--- ASSIGNMENT ---
Set down every entry exactly as it was written.

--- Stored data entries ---
== Segment start ==

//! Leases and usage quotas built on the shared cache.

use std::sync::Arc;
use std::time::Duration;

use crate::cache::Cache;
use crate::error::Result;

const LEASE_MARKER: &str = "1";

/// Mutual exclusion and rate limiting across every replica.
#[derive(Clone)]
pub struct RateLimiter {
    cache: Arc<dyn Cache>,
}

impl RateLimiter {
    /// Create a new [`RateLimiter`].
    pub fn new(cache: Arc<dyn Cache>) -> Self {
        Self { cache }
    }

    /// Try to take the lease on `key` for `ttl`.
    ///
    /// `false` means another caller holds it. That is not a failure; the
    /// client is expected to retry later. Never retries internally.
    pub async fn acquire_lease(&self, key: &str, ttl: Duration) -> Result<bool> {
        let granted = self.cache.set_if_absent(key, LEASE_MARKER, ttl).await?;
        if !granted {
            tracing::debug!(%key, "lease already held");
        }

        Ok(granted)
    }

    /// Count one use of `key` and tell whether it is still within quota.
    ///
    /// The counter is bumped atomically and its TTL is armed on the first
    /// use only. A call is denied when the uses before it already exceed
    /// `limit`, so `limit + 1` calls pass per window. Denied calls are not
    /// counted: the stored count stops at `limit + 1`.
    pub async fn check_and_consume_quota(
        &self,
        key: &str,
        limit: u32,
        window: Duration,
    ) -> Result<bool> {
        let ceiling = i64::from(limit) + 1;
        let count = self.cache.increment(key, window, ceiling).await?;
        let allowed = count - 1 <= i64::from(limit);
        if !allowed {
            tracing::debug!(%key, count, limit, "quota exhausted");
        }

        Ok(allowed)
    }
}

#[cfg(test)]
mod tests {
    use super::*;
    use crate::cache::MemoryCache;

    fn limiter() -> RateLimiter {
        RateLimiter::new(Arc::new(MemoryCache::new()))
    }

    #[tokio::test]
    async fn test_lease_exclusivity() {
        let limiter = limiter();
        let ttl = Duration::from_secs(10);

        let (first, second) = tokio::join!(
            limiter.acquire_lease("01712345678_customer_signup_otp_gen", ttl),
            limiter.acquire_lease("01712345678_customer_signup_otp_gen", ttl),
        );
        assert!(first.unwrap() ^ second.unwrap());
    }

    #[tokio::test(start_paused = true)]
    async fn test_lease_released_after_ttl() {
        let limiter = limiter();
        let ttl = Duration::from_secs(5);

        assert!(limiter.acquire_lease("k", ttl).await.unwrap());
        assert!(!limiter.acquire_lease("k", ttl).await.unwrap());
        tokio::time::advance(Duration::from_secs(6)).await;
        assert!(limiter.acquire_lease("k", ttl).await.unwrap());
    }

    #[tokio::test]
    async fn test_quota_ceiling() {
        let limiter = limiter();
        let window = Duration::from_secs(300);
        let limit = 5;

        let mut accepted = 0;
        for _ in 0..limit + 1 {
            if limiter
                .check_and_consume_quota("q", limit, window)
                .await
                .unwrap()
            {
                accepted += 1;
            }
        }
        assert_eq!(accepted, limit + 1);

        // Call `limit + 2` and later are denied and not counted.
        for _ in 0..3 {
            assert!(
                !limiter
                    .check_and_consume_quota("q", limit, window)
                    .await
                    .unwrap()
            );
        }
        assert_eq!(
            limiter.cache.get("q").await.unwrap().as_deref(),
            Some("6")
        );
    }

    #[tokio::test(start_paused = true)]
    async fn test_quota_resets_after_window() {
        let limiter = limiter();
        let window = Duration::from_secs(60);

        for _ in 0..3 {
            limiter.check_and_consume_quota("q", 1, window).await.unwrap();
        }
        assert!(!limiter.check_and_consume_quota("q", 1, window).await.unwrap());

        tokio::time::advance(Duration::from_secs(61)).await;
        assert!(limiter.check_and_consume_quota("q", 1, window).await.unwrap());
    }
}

== Segment end ==

--- FINAL ANSWER ---
//! Leases and usage quotas built on the shared cache.

use std::sync::Arc;
use std::time::Duration;

use crate::cache::Cache;
use crate::error::Result;

const LEASE_MARKER: &str = "1";

/// Mutual exclusion and rate limiting across every replica.
#[derive(Clone)]
pub struct RateLimiter {
    cache: Arc<dyn Cache>,
}

impl RateLimiter {
    /// Create a new [`RateLimiter`].
    pub fn new(cache: Arc<dyn Cache>) -> Self {
        Self { cache }
    }

    /// Try to take the lease on `key` for `ttl`.
    ///
    /// `false` means another caller holds it. That is not a failure; the
    /// client is expected to retry later. Never retries internally.
    pub async fn acquire_lease(&self, key: &str, ttl: Duration) -> Result<bool> {
        let granted = self.cache.set_if_absent(key, LEASE_MARKER, ttl).await?;
        if !granted {
            tracing::debug!(%key, "lease already held");
        }

        Ok(granted)
    }

    /// Count one use of `key` and tell whether it is still within quota.
    ///
    /// The counter is bumped atomically and its TTL is armed on the first
    /// use only. A call is denied when the uses before it already exceed
    /// `limit`, so `limit + 1` calls pass per window. Denied calls are not
    /// counted: the stored count stops at `limit + 1`.
    pub async fn check_and_consume_quota(
        &self,
        key: &str,
        limit: u32,
        window: Duration,
    ) -> Result<bool> {
        let ceiling = i64::from(limit) + 1;
        let count = self.cache.increment(key, window, ceiling).await?;
        let allowed = count - 1 <= i64::from(limit);
        if !allowed {
            tracing::debug!(%key, count, limit, "quota exhausted");
        }

        Ok(allowed)
    }
}

#[cfg(test)]
mod tests {
    use super::*;
    use crate::cache::MemoryCache;

    fn limiter() -> RateLimiter {
        RateLimiter::new(Arc::new(MemoryCache::new()))
    }

    #[tokio::test]
    async fn test_lease_exclusivity() {
        let limiter = limiter();
        let ttl = Duration::from_secs(10);

        let (first, second) = tokio::join!(
            limiter.acquire_lease("01712345678_customer_signup_otp_gen", ttl),
            limiter.acquire_lease("01712345678_customer_signup_otp_gen", ttl),
        );
        assert!(first.unwrap() ^ second.unwrap());
    }

    #[tokio::test(start_paused = true)]
    async fn test_lease_released_after_ttl() {
        let limiter = limiter();
        let ttl = Duration::from_secs(5);

        assert!(limiter.acquire_lease("k", ttl).await.unwrap());
        assert!(!limiter.acquire_lease("k", ttl).await.unwrap());
        tokio::time::advance(Duration::from_secs(6)).await;
        assert!(limiter.acquire_lease("k", ttl).await.unwrap());
    }

    #[tokio::test]
    async fn test_quota_ceiling() {
        let limiter = limiter();
        let window = Duration::from_secs(300);
        let limit = 5;

        let mut accepted = 0;
        for _ in 0..limit + 1 {
            if limiter
                .check_and_consume_quota("q", limit, window)
                .await
                .unwrap()
            {
                accepted += 1;
            }
        }
        assert_eq!(accepted, limit + 1);

        // Call `limit + 2` and later are denied and not counted.
        for _ in 0..3 {
            assert!(
                !limiter
                    .check_and_consume_quota("q", limit, window)
                    .await
                    .unwrap()
            );
        }
        assert_eq!(
            limiter.cache.get("q").await.unwrap().as_deref(),
            Some("6")
        );
    }

    #[tokio::test(start_paused = true)]
    async fn test_quota_resets_after_window() {
        let limiter = limiter();
        let window = Duration::from_secs(60);

        for _ in 0..3 {
            limiter.check_and_consume_quota("q", 1, window).await.unwrap();
        }
        assert!(!limiter.check_and_consume_quota("q", 1, window).await.unwrap());

        tokio::time::advance(Duration::from_secs(61)).await;
        assert!(limiter.check_and_consume_quota("q", 1, window).await.unwrap());
    }
}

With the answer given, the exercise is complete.